LTenemos, en España en general y en Ibiza en particular, un problema, el de la vivienda, que está perjudicando gravemente a todos los sectores y que se ha convertido ya prácticamente en lo único que nos preocupa. Hasta no hace mucho tiempo, la clase política, ante una situación como esta, anunciaba a bombo y platillo la creación de una mesa de estudio o de una comisión de la que, decían, saldrían las soluciones. La mayoría de estas cosas no servían para nada pero el ciudadano tenía, al menos, la impresión de que algo se hacía.
Hoy la situación es diferente. El problema es tan grave y nos afecta a tantos que no parece que sea posible acabar con él. Y eso que, desde la calle, la gente, esos que votamos cada cuatro años y pagamos la fiesta a diario, sí que vemos soluciones. Pero todas pasan por la valentía de aplicar medidas ante las que muchos se rasgarían las vestiduras al grito de «¡bolivarianos!». Y, por desgracia, son esos «muchos» los que realmente importan.

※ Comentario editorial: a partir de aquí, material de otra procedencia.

// src/bot.rs
//
// Owns the gateway session: logs in, waits for READY, then arms the
// repeating status-check cycle.

use std::sync::Arc;
use std::time::Duration;

use tokio::sync::oneshot;
use tokio::task::JoinHandle;
use tracing::{error, info, trace, warn};
use twilight_gateway::{
    Event, EventTypeFlags, Intents, Shard, ShardId, StreamExt as _,
};

use crate::Error;
use crate::config::BotConfig;
use crate::minecraft::PingProbe;
use crate::presence::GatewayPresenceSink;
use crate::tasks::{PollHandle, spawn_status_poll_task};

const POLL_PERIOD: Duration = Duration::from_secs(60);

pub struct BotController {
    config: BotConfig,
    shard_task: Option<JoinHandle<()>>,
    poll: Option<PollHandle>,
}

impl BotController {
    pub fn new(config: BotConfig) -> Self {
        Self {
            config,
            shard_task: None,
            poll: None,
        }
    }

    /// Logs in, waits for the gateway READY signal, then starts the
    /// status-check cycle (first run immediately, then every 60 seconds).
    /// Returns only if the gateway event stream ends, which is fatal.
    pub async fn start(mut self) -> Result<(), Error> {
        let shard = Shard::new(ShardId::ONE, self.config.token.clone(), Intents::GUILDS);
        let sender = shard.sender();

        let (ready_tx, ready_rx) = oneshot::channel();
        self.shard_task = Some(tokio::spawn(shard_runner(shard, ready_tx)));

        let tag = ready_rx
            .await
            .map_err(|_| Error::Platform("gateway closed before READY".into()))?;
        info!("This bot is ready to go! Logged in as {tag}");

        let probe = Arc::new(PingProbe::new(self.config.host.clone(), self.config.port));
        let sink = Arc::new(GatewayPresenceSink::new(sender));
        self.poll = Some(spawn_status_poll_task(probe, sink, POLL_PERIOD));

        if let Some(task) = self.shard_task.take() {
            let _ = task.await;
        }
        if let Some(poll) = self.poll.take() {
            poll.stop();
        }
        Err(Error::Platform("gateway event stream ended".into()))
    }
}

/// Drives the shard until its event stream ends. Resolves `ready_tx`
/// exactly once, on the first READY. Receive errors are logged and the
/// loop continues; the gateway reconnects on its own.
async fn shard_runner(mut shard: Shard, ready_tx: oneshot::Sender<String>) {
    let mut ready_tx = Some(ready_tx);

    while let Some(item) = shard.next_event(EventTypeFlags::READY).await {
        match item {
            Ok(Event::Ready(ready)) => {
                info!(
                    "Shard READY as {}#{} (ID={})",
                    ready.user.name, ready.user.discriminator, ready.user.id
                );
                if let Some(tx) = ready_tx.take() {
                    let _ = tx.send(format!("{}#{}", ready.user.name, ready.user.discriminator));
                }
            }
            Ok(event) => {
                trace!("Unhandled event: {event:?}");
            }
            Err(err) => {
                error!("Error receiving gateway event: {err:?}");
            }
        }
    }

    warn!("Gateway event loop ended.");
}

Mientras tanto, nos escandalizamos ante los reportajes y noticias que evidencian la salvajada del mercado inmobiliario en la isla. Pero no pasamos de ahí. No podemos, es evidente. La pregunta es si tampoco queremos. Hay medidas, las hay. Y también hay razones inconfesables para no aplicarlas. Está claro que nadie se va a tirar piedras sobre su propio tejado. Y también que aquello que sí se hace nos lleva irremediablemente a estándares de vida que hasta hace dos días hubiéramos considerado tercermundistas. Cómo nos reíamos de aquella ministra socialista que apostaba por pisos de protección oficial de 30 metros cuadrados…
¿Hay soluciones? Sí. ¿Hay valentía? No tanta. Lo que hay, por desgracia, son toneladas de resignación y la esperanza de que algún día cambien las cosas por arte de magia o por desgracia.